**Try it**
Lines of the material that include the string "provider" should be returned.

**Given data**
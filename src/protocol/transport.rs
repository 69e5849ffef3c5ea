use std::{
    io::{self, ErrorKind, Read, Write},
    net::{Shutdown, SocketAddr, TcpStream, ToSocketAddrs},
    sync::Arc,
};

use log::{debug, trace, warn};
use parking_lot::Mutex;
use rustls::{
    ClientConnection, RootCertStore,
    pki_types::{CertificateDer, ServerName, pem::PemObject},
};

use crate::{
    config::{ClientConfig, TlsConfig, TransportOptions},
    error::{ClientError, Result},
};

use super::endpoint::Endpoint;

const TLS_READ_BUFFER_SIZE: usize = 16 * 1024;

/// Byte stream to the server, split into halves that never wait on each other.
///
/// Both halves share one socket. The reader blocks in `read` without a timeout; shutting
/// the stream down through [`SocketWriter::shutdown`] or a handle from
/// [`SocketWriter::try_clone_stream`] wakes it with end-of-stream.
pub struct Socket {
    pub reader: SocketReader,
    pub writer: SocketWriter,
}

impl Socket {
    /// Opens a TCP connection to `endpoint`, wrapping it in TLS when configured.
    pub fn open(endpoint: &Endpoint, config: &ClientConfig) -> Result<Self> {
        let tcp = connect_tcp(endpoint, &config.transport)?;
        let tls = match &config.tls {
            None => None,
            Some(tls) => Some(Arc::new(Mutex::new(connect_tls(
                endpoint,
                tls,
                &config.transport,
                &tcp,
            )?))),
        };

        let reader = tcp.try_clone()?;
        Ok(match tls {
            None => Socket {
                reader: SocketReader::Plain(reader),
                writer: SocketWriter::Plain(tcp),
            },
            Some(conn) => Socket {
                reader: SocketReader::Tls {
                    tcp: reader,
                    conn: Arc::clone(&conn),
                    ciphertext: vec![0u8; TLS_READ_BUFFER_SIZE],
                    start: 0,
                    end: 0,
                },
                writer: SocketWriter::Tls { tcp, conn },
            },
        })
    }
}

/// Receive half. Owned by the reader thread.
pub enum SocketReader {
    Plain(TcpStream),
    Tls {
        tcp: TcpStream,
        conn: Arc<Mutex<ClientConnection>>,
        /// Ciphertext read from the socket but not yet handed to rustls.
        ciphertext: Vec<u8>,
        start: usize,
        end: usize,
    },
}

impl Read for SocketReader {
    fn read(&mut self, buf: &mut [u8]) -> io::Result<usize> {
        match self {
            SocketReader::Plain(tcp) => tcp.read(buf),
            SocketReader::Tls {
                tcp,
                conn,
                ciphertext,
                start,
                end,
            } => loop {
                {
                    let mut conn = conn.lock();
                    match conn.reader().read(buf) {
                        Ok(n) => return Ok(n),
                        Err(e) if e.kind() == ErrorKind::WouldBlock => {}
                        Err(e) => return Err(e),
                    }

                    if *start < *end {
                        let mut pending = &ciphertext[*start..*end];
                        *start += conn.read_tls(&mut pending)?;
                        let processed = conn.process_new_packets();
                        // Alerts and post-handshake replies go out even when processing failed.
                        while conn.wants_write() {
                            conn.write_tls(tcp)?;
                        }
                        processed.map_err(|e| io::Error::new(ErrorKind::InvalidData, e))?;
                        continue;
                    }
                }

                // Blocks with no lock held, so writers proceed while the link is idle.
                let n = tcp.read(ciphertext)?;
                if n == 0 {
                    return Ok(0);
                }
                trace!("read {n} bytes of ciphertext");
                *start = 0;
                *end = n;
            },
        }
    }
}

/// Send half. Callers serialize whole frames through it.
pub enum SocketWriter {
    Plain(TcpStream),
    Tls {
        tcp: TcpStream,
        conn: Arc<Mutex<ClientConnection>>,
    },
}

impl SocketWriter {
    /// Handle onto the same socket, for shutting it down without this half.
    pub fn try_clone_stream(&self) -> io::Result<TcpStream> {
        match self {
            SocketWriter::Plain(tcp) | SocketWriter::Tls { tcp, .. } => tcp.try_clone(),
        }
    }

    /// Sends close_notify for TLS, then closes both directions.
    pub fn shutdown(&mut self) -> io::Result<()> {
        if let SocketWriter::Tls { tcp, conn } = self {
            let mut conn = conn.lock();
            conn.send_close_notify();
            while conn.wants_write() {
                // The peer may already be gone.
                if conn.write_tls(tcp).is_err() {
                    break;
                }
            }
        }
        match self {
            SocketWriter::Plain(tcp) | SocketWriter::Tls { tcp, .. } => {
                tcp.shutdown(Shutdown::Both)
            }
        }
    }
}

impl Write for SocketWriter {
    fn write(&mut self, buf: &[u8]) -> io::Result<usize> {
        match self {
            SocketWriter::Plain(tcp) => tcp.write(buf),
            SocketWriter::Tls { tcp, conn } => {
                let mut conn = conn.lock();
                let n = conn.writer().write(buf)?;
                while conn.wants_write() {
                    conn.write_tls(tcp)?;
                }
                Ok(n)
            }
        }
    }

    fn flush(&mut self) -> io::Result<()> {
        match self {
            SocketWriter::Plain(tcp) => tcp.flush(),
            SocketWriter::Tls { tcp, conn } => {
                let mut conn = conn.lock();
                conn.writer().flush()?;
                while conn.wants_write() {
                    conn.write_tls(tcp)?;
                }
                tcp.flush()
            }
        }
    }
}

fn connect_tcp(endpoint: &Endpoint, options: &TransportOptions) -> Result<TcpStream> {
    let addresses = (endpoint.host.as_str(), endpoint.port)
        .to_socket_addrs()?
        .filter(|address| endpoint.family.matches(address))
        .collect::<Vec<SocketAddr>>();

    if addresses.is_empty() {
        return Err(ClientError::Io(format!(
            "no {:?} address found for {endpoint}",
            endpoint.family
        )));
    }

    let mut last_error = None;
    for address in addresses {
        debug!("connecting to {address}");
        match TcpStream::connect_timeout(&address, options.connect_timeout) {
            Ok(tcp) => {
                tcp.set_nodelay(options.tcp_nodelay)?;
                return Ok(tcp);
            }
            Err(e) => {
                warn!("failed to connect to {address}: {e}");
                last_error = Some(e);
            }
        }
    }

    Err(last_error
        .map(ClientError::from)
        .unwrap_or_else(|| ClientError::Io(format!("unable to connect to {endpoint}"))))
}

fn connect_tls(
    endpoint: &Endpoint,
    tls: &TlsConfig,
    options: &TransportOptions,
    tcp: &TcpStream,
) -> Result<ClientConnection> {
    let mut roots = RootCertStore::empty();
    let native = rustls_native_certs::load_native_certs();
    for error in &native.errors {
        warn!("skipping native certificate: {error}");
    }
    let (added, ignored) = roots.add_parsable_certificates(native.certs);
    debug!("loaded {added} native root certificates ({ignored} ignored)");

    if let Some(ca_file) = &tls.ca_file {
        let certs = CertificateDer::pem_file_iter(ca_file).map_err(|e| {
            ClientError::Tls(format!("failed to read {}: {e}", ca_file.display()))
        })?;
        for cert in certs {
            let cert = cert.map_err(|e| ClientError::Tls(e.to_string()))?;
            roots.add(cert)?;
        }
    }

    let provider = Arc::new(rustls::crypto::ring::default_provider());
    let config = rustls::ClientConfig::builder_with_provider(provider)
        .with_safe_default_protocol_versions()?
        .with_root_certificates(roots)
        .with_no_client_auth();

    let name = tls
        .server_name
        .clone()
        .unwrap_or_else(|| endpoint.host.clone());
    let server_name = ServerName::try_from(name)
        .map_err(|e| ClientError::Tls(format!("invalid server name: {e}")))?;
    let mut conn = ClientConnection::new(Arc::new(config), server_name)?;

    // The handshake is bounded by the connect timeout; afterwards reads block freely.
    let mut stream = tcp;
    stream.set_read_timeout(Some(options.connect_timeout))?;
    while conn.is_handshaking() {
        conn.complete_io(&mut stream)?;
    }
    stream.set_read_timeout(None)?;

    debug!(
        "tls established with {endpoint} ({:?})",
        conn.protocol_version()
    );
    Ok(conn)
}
--
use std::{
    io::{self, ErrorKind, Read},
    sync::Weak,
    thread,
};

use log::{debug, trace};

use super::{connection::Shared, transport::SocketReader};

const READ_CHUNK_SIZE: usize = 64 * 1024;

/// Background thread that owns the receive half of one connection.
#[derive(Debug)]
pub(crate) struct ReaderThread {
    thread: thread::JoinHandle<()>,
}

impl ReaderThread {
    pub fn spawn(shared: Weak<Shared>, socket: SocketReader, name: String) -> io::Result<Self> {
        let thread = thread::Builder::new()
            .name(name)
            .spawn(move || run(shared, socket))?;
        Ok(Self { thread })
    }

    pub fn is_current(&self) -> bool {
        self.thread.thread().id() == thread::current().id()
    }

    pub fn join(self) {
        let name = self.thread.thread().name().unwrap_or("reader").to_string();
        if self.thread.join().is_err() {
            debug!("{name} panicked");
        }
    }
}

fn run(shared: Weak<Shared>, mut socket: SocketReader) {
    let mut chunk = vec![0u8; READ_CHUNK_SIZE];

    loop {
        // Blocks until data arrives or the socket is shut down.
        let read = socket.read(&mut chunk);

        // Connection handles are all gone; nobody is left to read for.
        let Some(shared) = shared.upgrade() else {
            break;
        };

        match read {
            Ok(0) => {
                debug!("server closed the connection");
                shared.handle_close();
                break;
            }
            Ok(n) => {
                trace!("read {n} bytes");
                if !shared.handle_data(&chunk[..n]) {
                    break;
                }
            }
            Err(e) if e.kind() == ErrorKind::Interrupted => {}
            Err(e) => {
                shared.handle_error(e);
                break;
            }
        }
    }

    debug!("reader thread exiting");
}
--
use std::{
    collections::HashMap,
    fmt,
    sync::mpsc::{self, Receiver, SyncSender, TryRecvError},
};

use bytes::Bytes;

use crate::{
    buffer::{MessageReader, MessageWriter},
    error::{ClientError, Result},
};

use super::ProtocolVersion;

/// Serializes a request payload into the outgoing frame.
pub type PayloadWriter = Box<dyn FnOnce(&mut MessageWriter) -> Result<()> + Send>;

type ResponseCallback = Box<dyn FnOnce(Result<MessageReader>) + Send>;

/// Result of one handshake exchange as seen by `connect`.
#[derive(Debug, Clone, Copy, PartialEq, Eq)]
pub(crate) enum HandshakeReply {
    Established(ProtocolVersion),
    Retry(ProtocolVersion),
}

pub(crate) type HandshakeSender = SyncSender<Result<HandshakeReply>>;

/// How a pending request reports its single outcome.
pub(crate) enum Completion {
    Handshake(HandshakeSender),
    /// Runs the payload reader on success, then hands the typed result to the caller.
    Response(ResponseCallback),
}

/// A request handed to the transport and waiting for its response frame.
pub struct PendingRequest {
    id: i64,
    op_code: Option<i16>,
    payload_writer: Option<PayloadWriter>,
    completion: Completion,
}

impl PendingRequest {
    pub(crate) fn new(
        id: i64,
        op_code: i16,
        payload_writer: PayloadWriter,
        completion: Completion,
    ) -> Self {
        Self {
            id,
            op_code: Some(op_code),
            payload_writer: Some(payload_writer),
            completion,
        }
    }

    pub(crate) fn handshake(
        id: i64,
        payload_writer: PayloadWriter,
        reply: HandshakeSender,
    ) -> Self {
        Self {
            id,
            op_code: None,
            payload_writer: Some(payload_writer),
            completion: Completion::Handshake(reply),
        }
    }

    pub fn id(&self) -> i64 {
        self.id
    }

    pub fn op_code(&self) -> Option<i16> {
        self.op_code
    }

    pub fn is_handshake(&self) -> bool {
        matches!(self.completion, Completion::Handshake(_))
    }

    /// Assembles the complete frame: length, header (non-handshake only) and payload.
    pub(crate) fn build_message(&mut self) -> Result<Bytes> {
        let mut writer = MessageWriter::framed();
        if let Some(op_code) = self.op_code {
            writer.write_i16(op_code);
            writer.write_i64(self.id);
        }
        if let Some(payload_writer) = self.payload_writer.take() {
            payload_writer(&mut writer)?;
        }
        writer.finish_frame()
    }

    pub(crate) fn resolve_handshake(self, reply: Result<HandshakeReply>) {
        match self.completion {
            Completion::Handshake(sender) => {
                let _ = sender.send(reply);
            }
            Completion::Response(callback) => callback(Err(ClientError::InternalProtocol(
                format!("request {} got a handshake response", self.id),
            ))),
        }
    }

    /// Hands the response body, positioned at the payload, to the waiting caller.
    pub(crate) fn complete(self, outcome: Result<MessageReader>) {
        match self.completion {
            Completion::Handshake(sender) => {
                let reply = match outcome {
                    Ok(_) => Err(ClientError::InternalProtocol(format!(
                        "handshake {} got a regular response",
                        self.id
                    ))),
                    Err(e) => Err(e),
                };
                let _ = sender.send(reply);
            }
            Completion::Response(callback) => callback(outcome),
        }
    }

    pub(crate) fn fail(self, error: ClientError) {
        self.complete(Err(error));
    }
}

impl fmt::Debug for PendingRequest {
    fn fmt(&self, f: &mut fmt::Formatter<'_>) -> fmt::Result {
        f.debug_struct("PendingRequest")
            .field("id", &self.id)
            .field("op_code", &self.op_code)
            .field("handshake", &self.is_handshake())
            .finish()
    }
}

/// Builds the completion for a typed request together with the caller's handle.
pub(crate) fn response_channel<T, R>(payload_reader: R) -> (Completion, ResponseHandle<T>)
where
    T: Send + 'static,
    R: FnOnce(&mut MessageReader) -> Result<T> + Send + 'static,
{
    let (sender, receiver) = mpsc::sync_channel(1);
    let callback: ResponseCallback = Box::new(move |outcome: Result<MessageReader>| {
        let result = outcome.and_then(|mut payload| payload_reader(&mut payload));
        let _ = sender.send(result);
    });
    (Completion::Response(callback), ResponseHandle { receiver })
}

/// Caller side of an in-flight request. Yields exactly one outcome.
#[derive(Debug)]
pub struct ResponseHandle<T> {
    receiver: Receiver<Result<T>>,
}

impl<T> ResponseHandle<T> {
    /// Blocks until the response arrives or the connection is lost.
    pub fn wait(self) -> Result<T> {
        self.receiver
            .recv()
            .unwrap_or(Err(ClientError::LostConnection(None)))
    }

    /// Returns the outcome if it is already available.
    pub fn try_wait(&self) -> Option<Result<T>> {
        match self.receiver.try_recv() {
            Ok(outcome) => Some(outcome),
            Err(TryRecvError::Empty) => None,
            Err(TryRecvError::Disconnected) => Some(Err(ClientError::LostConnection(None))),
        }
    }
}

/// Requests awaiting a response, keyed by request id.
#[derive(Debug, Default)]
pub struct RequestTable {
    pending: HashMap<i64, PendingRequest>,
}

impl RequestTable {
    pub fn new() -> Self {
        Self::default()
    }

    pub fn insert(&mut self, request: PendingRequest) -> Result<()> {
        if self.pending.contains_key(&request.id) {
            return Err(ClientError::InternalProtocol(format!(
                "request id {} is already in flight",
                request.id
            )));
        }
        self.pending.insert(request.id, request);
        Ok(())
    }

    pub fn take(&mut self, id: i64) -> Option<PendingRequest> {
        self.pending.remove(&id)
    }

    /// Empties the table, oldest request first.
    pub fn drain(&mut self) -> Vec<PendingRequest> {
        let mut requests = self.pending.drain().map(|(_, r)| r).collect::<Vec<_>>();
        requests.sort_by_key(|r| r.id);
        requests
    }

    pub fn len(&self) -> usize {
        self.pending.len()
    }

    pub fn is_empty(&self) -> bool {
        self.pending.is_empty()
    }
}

**Task answer**
    let provider = Arc::new(rustls::crypto::ring::default_provider());
    let config = rustls::ClientConfig::builder_with_provider(provider)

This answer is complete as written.